Si è dunque affermato che è il locatore, che ha introdotto il procedimento con rito sommario, ad avere interesse a coltivare la domanda, ove intenda ottenere accertamento nel merito dell’inadempimento del conduttore, onde ottenere sentenza che statuisca sulla l’intervenuta risoluzione e pronunci sulle spese; tali pronunce hanno rilevato come al convenuto opponente tale interesse possa riconoscersi solo ove lo stesso abbia, a propria volta, avanzato domanda riconvenzionale, di talchè abbia un effettivo ed autonomo interesse alla prosecuzione del giudizio (e, dunque, all’avveramento della condizione di procedibilità); ne consegue che, per parte della giurisprudenza di merito sul punto (Trib. Mantova 20.1.2015, Trib. Napoli 3.6.2015) le spese andrebbero poste a carico dell’intimante quale parte tecnicamente soccombente rispetto alla domanda inizialmente introdotta con rito sommario.

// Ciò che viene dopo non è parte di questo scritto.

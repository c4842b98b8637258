//! Kubernetes resource watcher.
//!
//! Runs a kube_runtime::Controller over VSphereMachines. Owner Machines are
//! watched too, so a change to inherited annotations reaches the
//! VSphereMachines that depend on them.

use crate::error::ControllerError;
use crate::reconciler::{ReconcileOutcome, Reconciler};
use crate::reconciler::annotations::owner_machine_name;
use crds::{Machine, VSphereMachine};
use futures::StreamExt;
use kube::{Api, ResourceExt};
use kube_runtime::reflector::ObjectRef;
use kube_runtime::{Controller, watcher, controller::{Action, Config as ControllerConfig}};
use std::sync::Arc;
use std::time::Duration;
use tracing::{debug, error, info, warn};

/// Requeue delay after an update conflict
const CONFLICT_REQUEUE: Duration = Duration::from_secs(1);

fn resource_key(machine: &VSphereMachine) -> String {
    format!(
        "{}/{}",
        machine.namespace().unwrap_or_else(|| "default".to_string()),
        machine.name_any()
    )
}

/// VSphereMachines whose annotations may come from `owner`
pub(crate) fn owned_machines(
    owner: &Machine,
    machines: &[Arc<VSphereMachine>],
) -> Vec<ObjectRef<VSphereMachine>> {
    let owner_name = owner.name_any();
    let namespace = owner.namespace();
    let cluster = owner.cluster_name();

    machines
        .iter()
        .filter(|m| m.namespace() == namespace)
        .filter(|m| match owner_machine_name(m) {
            Some(referenced) => referenced == owner_name,
            // Only machines without an owner reference resolve by cluster name
            None => cluster.is_some() && m.cluster_name() == cluster,
        })
        .map(|m| ObjectRef::from_obj(m.as_ref()))
        .collect()
}

async fn reconcile(
    machine: Arc<VSphereMachine>,
    ctx: Arc<Reconciler>,
) -> Result<Action, ControllerError> {
    let key = resource_key(&machine);
    let outcome = ctx.reconcile_machine(&machine).await?;
    debug!("Reconciled VSphereMachine {}: {:?}", key, outcome);

    match outcome {
        ReconcileOutcome::Gone | ReconcileOutcome::Released => ctx.forget(&key),
        _ => ctx.reset_error(&key),
    }

    Ok(Action::await_change())
}

fn error_policy(machine: Arc<VSphereMachine>, error: &ControllerError, ctx: Arc<Reconciler>) -> Action {
    let key = resource_key(&machine);

    if error.is_conflict() {
        debug!("VSphereMachine {} kept changing, requeueing: {}", key, error);
        return Action::requeue(CONFLICT_REQUEUE);
    }

    ctx.increment_error(&key);
    let (backoff_seconds, error_count) = ctx.get_backoff_for_resource(&key);
    warn!(
        "Reconciliation of VSphereMachine {} failed (error #{}), retrying in {}s: {}",
        key, error_count, backoff_seconds, error
    );
    Action::requeue(Duration::from_secs(backoff_seconds))
}

/// Watch VSphereMachines (and their owner Machines) until shutdown.
pub async fn watch_vsphere_machines(
    machines: Api<VSphereMachine>,
    owners: Api<Machine>,
    reconciler: Arc<Reconciler>,
    concurrency: u16,
) -> Result<(), ControllerError> {
    info!("Starting VSphereMachine watcher");

    let controller = Controller::new(machines, watcher::Config::default());
    let cache = controller.store();

    controller
        .watches(owners, watcher::Config::default(), move |owner: Machine| {
            owned_machines(&owner, &cache.state())
        })
        .with_config(
            ControllerConfig::default()
                .debounce(Duration::from_secs(1))
                .concurrency(concurrency),
        )
        .shutdown_on_signal()
        .run(reconcile, error_policy, reconciler)
        .for_each(|res| async move {
            match res {
                Ok((obj, _)) => debug!("Finished reconciling {}", obj),
                Err(e) => error!("Controller error: {}", e),
            }
        })
        .await;

    info!("VSphereMachine watcher stopped");
    Ok(())
}
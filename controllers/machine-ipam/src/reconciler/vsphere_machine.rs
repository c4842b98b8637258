//! VSphereMachine address reconciliation
//!
//! Every decision is derived from the observed object:
//! - no deletion timestamp, target device without address: allocate, then
//!   write address and finalizer in a single update
//! - deletion timestamp with our finalizer: release, then drop the finalizer
//! - anything else: nothing to do
//!
//! Updates are conditional on the observed resource version. On conflict
//! the machine is read again and the decision is made from scratch.

use super::annotations::{self, NetworkAnnotations, Resolution, UnresolvableReason};
use super::devices;
use super::Reconciler;
use crate::error::ControllerError;
use crate::events::{actions, reasons};
use crds::{VSphereMachine, IP_FINALIZER};
use kube::runtime::events::EventType;
use kube::{Resource, ResourceExt};
use tracing::{debug, error, info, instrument, warn};

/// Attempts per reconciliation before a conflict is handed back to the scheduler
pub const MAX_CONFLICT_RETRIES: usize = 5;

/// Why a machine is left alone
#[derive(Debug, Clone, PartialEq, Eq)]
pub enum UnmanagedReason {
    Unresolvable(UnresolvableReason),
    /// The device on the requested network uses DHCP
    DhcpEnabled,
}

/// What a reconciliation did
#[derive(Debug, Clone, PartialEq, Eq)]
pub enum ReconcileOutcome {
    /// The machine no longer exists
    Gone,
    Unmanaged(UnmanagedReason),
    /// No device is attached to the requested network yet
    AwaitingDevice,
    Allocated { address: String },
    AlreadyAllocated,
    Released,
    /// Deleted without our finalizer
    NothingToRelease,
    /// The target device has an address we did not allocate
    Foreign,
}

impl Reconciler {
    /// Reconcile a single VSphereMachine.
    #[instrument(skip_all, fields(ns = %machine.namespace().unwrap_or_else(|| "default".into()), name = %machine.name_any()))]
    pub async fn reconcile_machine(
        &self,
        machine: &VSphereMachine,
    ) -> Result<ReconcileOutcome, ControllerError> {
        let name = machine
            .meta()
            .name
            .clone()
            .ok_or_else(|| ControllerError::MissingField("VSphereMachine missing name".to_string()))?;
        let namespace = machine.namespace().unwrap_or_else(|| "default".to_string());

        let mut current = machine.clone();
        let mut attempt = 1;
        loop {
            match self.reconcile_once(&current, &name).await {
                Err(e) if e.is_conflict() && attempt < MAX_CONFLICT_RETRIES => {
                    debug!(
                        "Conflict updating VSphereMachine {}/{} (attempt {}/{}), re-reading",
                        namespace, name, attempt, MAX_CONFLICT_RETRIES
                    );
                    attempt += 1;
                    match self.machines.get_machine(&namespace, &name).await? {
                        Some(fresh) => current = fresh,
                        None => {
                            debug!("VSphereMachine {}/{} is gone", namespace, name);
                            return Ok(ReconcileOutcome::Gone);
                        }
                    }
                }
                result => return result,
            }
        }
    }

    async fn reconcile_once(
        &self,
        machine: &VSphereMachine,
        name: &str,
    ) -> Result<ReconcileOutcome, ControllerError> {
        if machine.is_being_deleted() {
            self.release(machine, name).await
        } else {
            self.allocate(machine, name).await
        }
    }

    async fn allocate(
        &self,
        machine: &VSphereMachine,
        name: &str,
    ) -> Result<ReconcileOutcome, ControllerError> {
        if devices::all_dhcp(machine.devices()) {
            debug!("Every device of VSphereMachine {} uses DHCP, nothing to allocate", name);
            return Ok(ReconcileOutcome::Unmanaged(UnmanagedReason::DhcpEnabled));
        }

        let NetworkAnnotations {
            network_name,
            network_view,
            subnet,
        } = match annotations::resolve(machine, self.owners.as_ref()).await? {
            Resolution::Resolved { annotations, .. } => annotations,
            Resolution::Unresolvable(reason) => {
                warn!("Skipping VSphereMachine {}: {}", name, reason);
                self.events
                    .publish(
                        &machine.object_ref(&()),
                        EventType::Warning,
                        reasons::UNRESOLVABLE,
                        actions::RESOLVE,
                        Some(reason.to_string()),
                    )
                    .await;
                return Ok(ReconcileOutcome::Unmanaged(UnmanagedReason::Unresolvable(reason)));
            }
        };

        let Some(index) = devices::select_target(machine.devices(), &network_name) else {
            if devices::dhcp_only(machine.devices(), &network_name) {
                debug!("Device on network {} uses DHCP, nothing to allocate", network_name);
                return Ok(ReconcileOutcome::Unmanaged(UnmanagedReason::DhcpEnabled));
            }
            debug!("No device attached to network {} yet", network_name);
            return Ok(ReconcileOutcome::AwaitingDevice);
        };

        let has_finalizer = machine.has_finalizer(IP_FINALIZER);
        if !machine.devices()[index].ip_addrs.is_empty() {
            if has_finalizer {
                debug!("VSphereMachine {} already has an address", name);
                return Ok(ReconcileOutcome::AlreadyAllocated);
            }
            debug!("VSphereMachine {} has an address not allocated by this controller", name);
            return Ok(ReconcileOutcome::Foreign);
        }

        let ip = match self.ipam.get_or_allocate_ip(name, &network_view, subnet).await {
            Ok(ip) => ip,
            Err(e) => {
                error!("Failed to allocate address for {} in {} ({}): {}", name, subnet, network_view, e);
                self.events
                    .publish(
                        &machine.object_ref(&()),
                        EventType::Warning,
                        reasons::ALLOCATION_FAILED,
                        actions::ALLOCATE,
                        Some(e.to_string()),
                    )
                    .await;
                return Err(e.into());
            }
        };
        let address = devices::format_address(ip, subnet);

        let mut updated = machine.clone();
        updated.spec.network.devices[index].ip_addrs.push(address.clone());
        if !has_finalizer {
            updated.finalizers_mut().push(IP_FINALIZER.to_string());
        }
        self.machines.replace_machine(&updated).await?;

        info!(
            "Allocated {} to device {} of VSphereMachine {} ({})",
            address, index, name, network_view
        );
        self.events
            .publish(
                &machine.object_ref(&()),
                EventType::Normal,
                reasons::IP_ALLOCATED,
                actions::ALLOCATE,
                Some(format!("Allocated {} on network {}", address, network_name)),
            )
            .await;

        Ok(ReconcileOutcome::Allocated { address })
    }

    async fn release(
        &self,
        machine: &VSphereMachine,
        name: &str,
    ) -> Result<ReconcileOutcome, ControllerError> {
        if !machine.has_finalizer(IP_FINALIZER) {
            debug!("VSphereMachine {} is being deleted without our finalizer", name);
            return Ok(ReconcileOutcome::NothingToRelease);
        }

        let NetworkAnnotations {
            network_view,
            subnet,
            ..
        } = match annotations::resolve(machine, self.owners.as_ref()).await? {
            Resolution::Resolved { annotations, .. } => annotations,
            Resolution::Unresolvable(reason) => {
                // Releasing needs the view and subnet, keep the finalizer and retry
                error!("Cannot release address of VSphereMachine {}: {}", name, reason);
                self.events
                    .publish(
                        &machine.object_ref(&()),
                        EventType::Warning,
                        reasons::RELEASE_FAILED,
                        actions::RELEASE,
                        Some(reason.to_string()),
                    )
                    .await;
                return Err(ControllerError::Unresolvable(format!(
                    "cannot release address of {}: {}",
                    name, reason
                )));
            }
        };

        if let Err(e) = self.ipam.release_ip(name, &network_view, subnet).await {
            error!("Failed to release address of {} in {} ({}): {}", name, subnet, network_view, e);
            self.events
                .publish(
                    &machine.object_ref(&()),
                    EventType::Warning,
                    reasons::RELEASE_FAILED,
                    actions::RELEASE,
                    Some(e.to_string()),
                )
                .await;
            return Err(e.into());
        }

        let mut updated = machine.clone();
        updated.finalizers_mut().retain(|f| f != IP_FINALIZER);
        self.machines.replace_machine(&updated).await?;

        info!("Released address of VSphereMachine {} in {} ({})", name, subnet, network_view);
        self.events
            .publish(
                &machine.object_ref(&()),
                EventType::Normal,
                reasons::IP_RELEASED,
                actions::RELEASE,
                Some(format!("Released address in {}", subnet)),
            )
            .await;

        Ok(ReconcileOutcome::Released)
    }
}
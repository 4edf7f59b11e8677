//! Face tracking to avatar animation.
//!
//! The detection side ([`detection`], [`extract`]) and the render side
//! ([`render_loop`], [`mapper`]) never wait on each other. They only share the
//! latest values in a [`SharedSignal`], and a render frame may observe a
//! detection pass that landed at any point before it.

pub mod detection;
pub mod extract;
pub mod geometry;
pub mod mapper;
pub mod render_loop;
pub mod rig;
pub mod signal;
pub mod tuning;

pub use detection::{DetectionLoop, DetectionStep};
pub use extract::{extract, ExtractError, FaceSignals};
pub use mapper::{lip_ratio, AnimationMapper};
pub use render_loop::{FrameThrottle, RenderLoop, RenderTick};
pub use rig::{AvatarRig, Axis, BlendShapePreset, HumanoidBone, PoseRig};
pub use signal::{AnimationSignal, SharedLandmarks, SharedSignal};
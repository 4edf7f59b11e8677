use std::f32::consts::PI;

use crate::rig::{AvatarRig, Axis, BlendShapePreset, HumanoidBone};
use crate::signal::AnimationSignal;
use crate::tuning::*;

/// Mouth open weight for an inner lip gap, clamped to `[0, 1]`.
pub fn lip_ratio(lip_dist: f32) -> f32 {
    ((lip_dist - LIP_CLOSED_DIST) / LIP_OPEN_SPAN).clamp(0.0, 1.0)
}

/// Period of `sin(π·t)`.
const OSCILLATOR_PERIOD: f32 = 2.0;

/// Drives an avatar's pose from the latest [`AnimationSignal`], once per frame.
#[derive(Debug, Clone, Default)]
pub struct AnimationMapper {
    /// Kept within one oscillator period so it never loses precision.
    elapsed: f32,
}

impl AnimationMapper {
    pub fn new() -> Self {
        Self::default()
    }

    /// Animation time in seconds, wrapped to the oscillator period. It only
    /// runs while an avatar is mapped.
    pub fn elapsed(&self) -> f32 {
        self.elapsed
    }

    pub fn apply<R: AvatarRig + ?Sized>(
        &mut self,
        signal: &mut AnimationSignal,
        rig: &mut R,
        dt: f32,
    ) {
        self.elapsed = (self.elapsed + dt).rem_euclid(OSCILLATOR_PERIOD);
        let mut s = (PI * self.elapsed).sin();

        // The smile rides the oscillator and ends on its first pass near zero,
        // whatever the face is doing by then.
        if signal.smiling {
            s *= SMILE_AMPLITUDE;
            rig.set_blend_shape(BlendShapePreset::A, 0.0);
            rig.set_blend_shape(BlendShapePreset::Joy, s);
            if s.abs() < SMILE_RELEASE {
                signal.smiling = false;
                rig.set_blend_shape(BlendShapePreset::Joy, 0.0);
            }
        }

        match signal.lip_dist {
            Some(lip_dist) if !signal.smiling => {
                rig.set_blend_shape(BlendShapePreset::A, lip_ratio(lip_dist));
            }
            _ => {}
        }

        if let Some(yaw) = head_yaw_target(signal) {
            rig.set_bone_rotation(HumanoidBone::Head, Axis::Y, yaw);
        }

        rig.set_bone_rotation(HumanoidBone::LeftUpperArm, Axis::Z, UPPER_ARM_ABDUCTION);
        rig.set_bone_rotation(HumanoidBone::RightUpperArm, Axis::Z, -UPPER_ARM_ABDUCTION);

        rig.update(dt);
    }
}

/// Head bone yaw for this frame, if the tracked yaw moved past the dead-band
/// and the amplified value is plausible. Always moves the baseline to the
/// latest yaw.
fn head_yaw_target(signal: &mut AnimationSignal) -> Option<f32> {
    let yaw = signal.head_yaw_angle?;
    let moved = signal
        .prev_head_yaw_angle
        .is_some_and(|prev| (yaw - prev).abs() > HEAD_YAW_DEAD_BAND);
    signal.prev_head_yaw_angle = Some(yaw);

    let amplified = yaw * HEAD_YAW_GAIN;
    (moved && amplified.abs() < HEAD_YAW_LIMIT).then_some(amplified)
}

#[cfg(test)]
mod tests {
    use std::f32::consts::FRAC_PI_3;

    use super::*;
    use crate::extract::{extract, tests::face};
    use crate::rig::PoseRig;

    #[test]
    fn test_lip_ratio_bounds() {
        assert_eq!(lip_ratio(0.0), 0.0);
        assert_eq!(lip_ratio(30.0), 0.0);
        assert_eq!(lip_ratio(32.5), 0.5);
        assert_eq!(lip_ratio(35.0), 1.0);
        assert_eq!(lip_ratio(1000.0), 1.0);
        assert_eq!(lip_ratio(-1000.0), 0.0);
        for d in (-100..200).map(|d| d as f32 * 0.37) {
            let r = lip_ratio(d);
            assert!((0.0..=1.0).contains(&r), "lip_ratio({d}) = {r}");
        }
    }

    #[test]
    fn test_mouth_follows_lips_when_not_smiling() {
        let mut mapper = AnimationMapper::new();
        let mut rig = PoseRig::default();
        let mut signal = AnimationSignal {
            lip_dist: Some(34.0),
            ..Default::default()
        };
        mapper.apply(&mut signal, &mut rig, 0.016);
        assert!((rig.blend_shape(BlendShapePreset::A) - 0.8).abs() < 1e-6);
        assert_eq!(rig.blend_shape(BlendShapePreset::Joy), 0.0);
    }

    #[test]
    fn test_smile_decays_then_snaps_once() {
        let mut mapper = AnimationMapper::new();
        let mut rig = PoseRig::default();
        let mut signal = AnimationSignal {
            smiling: true,
            ..Default::default()
        };

        // sin(π·t) stays above the release level until t reaches 1.
        for step in 1..10 {
            mapper.apply(&mut signal, &mut rig, 0.1);
            assert!(signal.smiling, "smile ended early at step {step}");
            assert!(rig.blend_shape(BlendShapePreset::Joy) > 0.0);
            assert_eq!(rig.blend_shape(BlendShapePreset::A), 0.0);
        }

        mapper.apply(&mut signal, &mut rig, 0.1);
        assert!(!signal.smiling);
        assert_eq!(rig.blend_shape(BlendShapePreset::Joy), 0.0);

        // Nothing re-arms it without the detector.
        mapper.apply(&mut signal, &mut rig, 0.1);
        assert!(!signal.smiling);
        assert_eq!(rig.blend_shape(BlendShapePreset::Joy), 0.0);
    }

    #[test]
    fn test_smile_peak_is_scaled() {
        let mut mapper = AnimationMapper::new();
        let mut rig = PoseRig::default();
        let mut signal = AnimationSignal {
            smiling: true,
            ..Default::default()
        };
        mapper.apply(&mut signal, &mut rig, 0.5);
        assert!((rig.blend_shape(BlendShapePreset::Joy) - SMILE_AMPLITUDE).abs() < 1e-6);
    }

    #[test]
    fn test_smile_in_negative_phase_never_reads_negative() {
        let mut mapper = AnimationMapper::new();
        let mut rig = PoseRig::default();
        let mut signal = AnimationSignal::default();
        mapper.apply(&mut signal, &mut rig, 1.2);

        signal.smiling = true;
        mapper.apply(&mut signal, &mut rig, 0.05);
        assert!(signal.smiling);
        assert_eq!(rig.blend_shape(BlendShapePreset::Joy), 0.0);
    }

    #[test]
    fn test_mouth_released_on_the_frame_the_smile_ends() {
        let mut mapper = AnimationMapper::new();
        let mut rig = PoseRig::default();
        let mut signal = AnimationSignal {
            smiling: true,
            lip_dist: Some(40.0),
            ..Default::default()
        };
        // t = 1: the oscillator is at zero.
        mapper.apply(&mut signal, &mut rig, 1.0);
        assert!(!signal.smiling);
        assert_eq!(rig.blend_shape(BlendShapePreset::Joy), 0.0);
        assert_eq!(rig.blend_shape(BlendShapePreset::A), 1.0);
    }

    #[test]
    fn test_smile_still_releases_after_long_uptime() {
        let mut mapper = AnimationMapper {
            elapsed: 600_000.5,
        };
        let mut rig = PoseRig::default();
        let mut signal = AnimationSignal {
            smiling: true,
            ..Default::default()
        };

        for _ in 0..600 {
            mapper.apply(&mut signal, &mut rig, 1.0 / 60.0);
            assert!(mapper.elapsed() < OSCILLATOR_PERIOD);
        }
        assert!(!signal.smiling);
        assert_eq!(rig.blend_shape(BlendShapePreset::Joy), 0.0);
    }

    #[test]
    fn test_clock_wraps_without_changing_phase() {
        let mut wrapped = AnimationMapper::new();
        let mut rig = PoseRig::default();
        let mut signal = AnimationSignal {
            smiling: true,
            ..Default::default()
        };
        wrapped.apply(&mut signal, &mut rig, 2.25);
        assert!((wrapped.elapsed() - 0.25).abs() < 1e-6);

        let expected = (PI * 0.25).sin() * SMILE_AMPLITUDE;
        assert!((rig.blend_shape(BlendShapePreset::Joy) - expected).abs() < 1e-5);
    }

    #[test]
    fn test_head_yaw_dead_band_sequence() {
        let mut mapper = AnimationMapper::new();
        let mut rig = PoseRig::default();
        let mut signal = AnimationSignal::default();

        signal.head_yaw_angle = Some(0.0);
        mapper.apply(&mut signal, &mut rig, 0.016);
        assert_eq!(rig.bone_rotation(HumanoidBone::Head), None);
        assert_eq!(signal.prev_head_yaw_angle, Some(0.0));

        signal.head_yaw_angle = Some(0.01);
        mapper.apply(&mut signal, &mut rig, 0.016);
        assert_eq!(rig.bone_rotation(HumanoidBone::Head), None);
        assert_eq!(signal.prev_head_yaw_angle, Some(0.01));

        signal.head_yaw_angle = Some(0.5);
        mapper.apply(&mut signal, &mut rig, 0.016);
        let head = rig.bone_rotation(HumanoidBone::Head).unwrap();
        assert_eq!(head.y, 1.25);
        assert_eq!(signal.prev_head_yaw_angle, Some(0.5));
    }

    #[test]
    fn test_head_yaw_outlier_is_dropped_not_clamped() {
        let mut mapper = AnimationMapper::new();
        let mut rig = PoseRig::default();
        let mut signal = AnimationSignal {
            head_yaw_angle: Some(0.7),
            prev_head_yaw_angle: Some(0.0),
            ..Default::default()
        };
        mapper.apply(&mut signal, &mut rig, 0.016);
        assert_eq!(rig.bone_rotation(HumanoidBone::Head), None);
        assert_eq!(signal.prev_head_yaw_angle, Some(0.7));
    }

    #[test]
    fn test_unchanged_yaw_holds_head() {
        let mut mapper = AnimationMapper::new();
        let mut rig = PoseRig::default();
        let mut signal = AnimationSignal {
            head_yaw_angle: Some(0.2),
            prev_head_yaw_angle: Some(0.0),
            ..Default::default()
        };
        mapper.apply(&mut signal, &mut rig, 0.016);
        mapper.apply(&mut signal, &mut rig, 0.016);
        mapper.apply(&mut signal, &mut rig, 0.016);
        let head = rig.bone_rotation(HumanoidBone::Head).unwrap();
        assert!((head.y - 0.5).abs() < 1e-6);
    }

    #[test]
    fn test_idle_arms_and_rig_update_every_frame() {
        let mut mapper = AnimationMapper::new();
        let mut rig = PoseRig::default();
        let mut signal = AnimationSignal::default();
        mapper.apply(&mut signal, &mut rig, 0.016);
        mapper.apply(&mut signal, &mut rig, 0.032);

        assert_eq!(rig.bone_rotation(HumanoidBone::LeftUpperArm).unwrap().z, FRAC_PI_3);
        assert_eq!(rig.bone_rotation(HumanoidBone::RightUpperArm).unwrap().z, -FRAC_PI_3);
        assert_eq!(rig.revision(), 2);
        assert_eq!(rig.last_dt(), 0.032);
        assert!((mapper.elapsed() - 0.048).abs() < 1e-6);
    }

    #[test]
    fn test_happy_face_end_to_end() {
        let mut signal = AnimationSignal::default();
        extract(&mut signal, Some(&face(0.2, 0.0, 30.0))).unwrap();
        assert!(signal.smiling);
        assert!(signal.head_yaw_angle.unwrap().abs() < 1e-6);
        assert_eq!(signal.lip_dist, Some(30.0));

        let mut mapper = AnimationMapper::new();
        let mut rig = PoseRig::default();
        mapper.apply(&mut signal, &mut rig, 0.25);

        assert!(signal.smiling);
        assert_eq!(rig.blend_shape(BlendShapePreset::A), 0.0);
        let expected = (PI * 0.25).sin() * SMILE_AMPLITUDE;
        assert!((rig.blend_shape(BlendShapePreset::Joy) - expected).abs() < 1e-6);
        // First yaw only sets the baseline.
        assert_eq!(rig.bone_rotation(HumanoidBone::Head), None);
    }
}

La tesi non appare tuttavia del tutto convincente, specie laddove sia stata emessa ordinanza di rilascio ex art 665 c.p.c.; tale provvedimento presuppone una sommaria delibazione del giudice sulla fondatezza delle ragioni delle parti, con positiva valutazione dei presupposti posti a fondamento della domanda attrice e con corrispondente 4 delibazione negativa in ordine alle ragioni poste a sostegno della opposizione: appare pertanto irragionevole condannare alle spese e ritenere soccombente tout court l’attore che abbia ottenuto un provvedimento favorevole e tendenzialmente stabile, relativamente alla domanda di rilascio, solo perché non ha dato corso a procedimento di mediazione; in tal caso costui potrebbe ragionevolmente ritenere di non aver interesse a proseguire il giudizio, sì che manterrà il provvedimento provvisorio assumendosi i relativi rischi circa la mancata pronuncia di sentenza sul merito e scegliendo di non vedersi liquidate le spese; mentre appare invece inutilmente gravatorio condannare addirittura alle spese di lite colui che – in prima battuta – appare meritevole di tutela provvisoria (arg. Tribunale Tribunale 17.11.2015 n. 21324) .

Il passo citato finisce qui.